I am a couple years late to this party... Yesterday, I came across your question while researching my own SSPI issue. This morning as I continued my research, I came across an article by By Keith Brown, from the April 2001 MSDN Magazine, that seems to offer a solution to your question:
Security Briefs - The Security Support Provider Interface Revisited (archive)
by Keith Brown
From the April 2001 issue of MSDN Magazine.
The "Figures" referenced in the article (including the example code) is located here (archive)
The article contains example code which reveals the targetName (for the purpose of password validation) should be a string in the form "Machine\User" or "Domain\User".
I realize you likely found a solution to this issue a long time ago. Furthermore, I cannot certify that the author's code functions correctly on modern Windows platforms (I suspect it would, but I have not validated the behavior)
Hopefully the MSDN article will also be a useful resource to others.

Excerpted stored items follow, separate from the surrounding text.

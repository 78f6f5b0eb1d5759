//! Per-frame decision pipeline: select a pair, triangulate, cross-validate.

use log::debug;

use crate::error::FrameSkip;
use crate::gate::GateParams;
use crate::geometry::{GeometryError, TargetGeometry, TargetSpec};
use crate::select::select_pair;
use crate::triangulate::triangulate;
use crate::types::{BoundingBox, FrameGeometry, Reading};

/// One-shot-per-frame pipeline over the detector's candidate list.
///
/// Built once at startup; carries only immutable constants, so a frame's
/// outcome depends on nothing but that frame's candidates.
#[derive(Clone, Copy, Debug)]
pub struct FramePipeline {
    frame: FrameGeometry,
    geometry: TargetGeometry,
    gate: GateParams,
}

impl FramePipeline {
    /// Derive the geometry constants and assemble the pipeline.
    pub fn new(
        spec: &TargetSpec,
        frame: FrameGeometry,
        gate: GateParams,
    ) -> Result<Self, GeometryError> {
        Ok(Self {
            frame,
            geometry: TargetGeometry::derive(spec, frame)?,
            gate,
        })
    }

    #[inline]
    pub fn frame(&self) -> FrameGeometry {
        self.frame
    }

    #[inline]
    pub fn geometry(&self) -> &TargetGeometry {
        &self.geometry
    }

    /// Process one frame's candidates.
    ///
    /// `Some` carries exactly one publishable reading (accepted or the
    /// sentinel); `None` means the frame was skipped and nothing is
    /// published. Skips are local, never errors: the worker keeps going.
    pub fn process(&self, candidates: &[BoundingBox]) -> Option<Reading> {
        match self.run(candidates) {
            Ok(reading) => Some(reading),
            Err(skip) => {
                debug!("frame skipped: {skip}");
                None
            }
        }
    }

    fn run(&self, candidates: &[BoundingBox]) -> Result<Reading, FrameSkip> {
        let pair = select_pair(candidates, self.frame)?;
        let estimate = triangulate(&pair, self.frame, &self.geometry)?;
        Ok(self.gate.evaluate(&estimate))
    }
}

#[cfg(test)]
mod tests {
    use super::*;

    fn pipeline() -> FramePipeline {
        let frame = FrameGeometry {
            width_px: 1920,
            height_px: 1080,
        };
        FramePipeline::new(&TargetSpec::default(), frame, GateParams::default())
            .expect("valid spec")
    }

    fn tape(cx: f64, height: f64) -> BoundingBox {
        BoundingBox {
            x: cx - 10.0,
            y: 480.0,
            width: 20.0,
            height,
        }
    }

    #[test]
    fn insufficient_candidates_publish_nothing() {
        let pipeline = pipeline();
        assert_eq!(pipeline.process(&[]), None);
        assert_eq!(pipeline.process(&[tape(960.0, 60.0)]), None);
    }

    #[test]
    fn coincident_candidates_publish_nothing() {
        let pipeline = pipeline();
        assert_eq!(
            pipeline.process(&[tape(960.0, 60.0), tape(960.0, 58.0)]),
            None
        );
    }

    #[test]
    fn a_plausible_pair_produces_one_reading() {
        let pipeline = pipeline();
        // 160 px apart and ~83 px tall is what the pair looks like from
        // roughly 99 in out; both estimators land together.
        let reading = pipeline
            .process(&[tape(880.0, 83.0), tape(1040.0, 83.0)])
            .expect("reading");
        assert!(!reading.is_sentinel());
        assert!(reading.distance_in > 0.0);
        assert_eq!(reading.angle_rad, 0.0);
    }

    #[test]
    fn inconsistent_geometry_produces_the_sentinel() {
        let pipeline = pipeline();
        // Boxes far too tall for their separation: the height estimator
        // lands nowhere near the width estimator.
        let reading = pipeline
            .process(&[tape(880.0, 400.0), tape(1040.0, 400.0)])
            .expect("reading");
        assert_eq!(reading, Reading::SENTINEL);
    }

    #[test]
    fn processing_is_idempotent() {
        let pipeline = pipeline();
        let candidates = [tape(700.0, 55.0), tape(980.0, 57.0), tape(40.0, 90.0)];
        assert_eq!(pipeline.process(&candidates), pipeline.process(&candidates));
    }
}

It depends a bit on the SPN you're trying to authenticate against. We do NTLM/SPNEGO authentication to HTTP servers (only), and the guidance suggests that HTTP/HTTPS server should register an SPN as http/HOSTNAME. So when we authenticate, we just prepend http/ to the upper-cased hostname. For example, we pass:
http/TFS.DOMAIN.COM
as the target to InitializeSecurityContext, where TFS.DOMAIN.COM is the upper-cased hostname that the user typed to access their TFS server.
We do not try to do any DNS lookups or FQDN matching. If the user simply types http://foo/ then our SPN is http/FOO. This means that the server admin must have configured http/FOO as an SPN.
It's not impossible that a server admin configures a machine, call it FOO and sets up the SPN http/FOO, then exposes this machine on the internet as extranet.domain.com. In that case, they should also configure http/EXTRANET.DOMAIN.COM as an SPN. This can get tricky with load balancers, etc, but this should be the server admin's responsibility.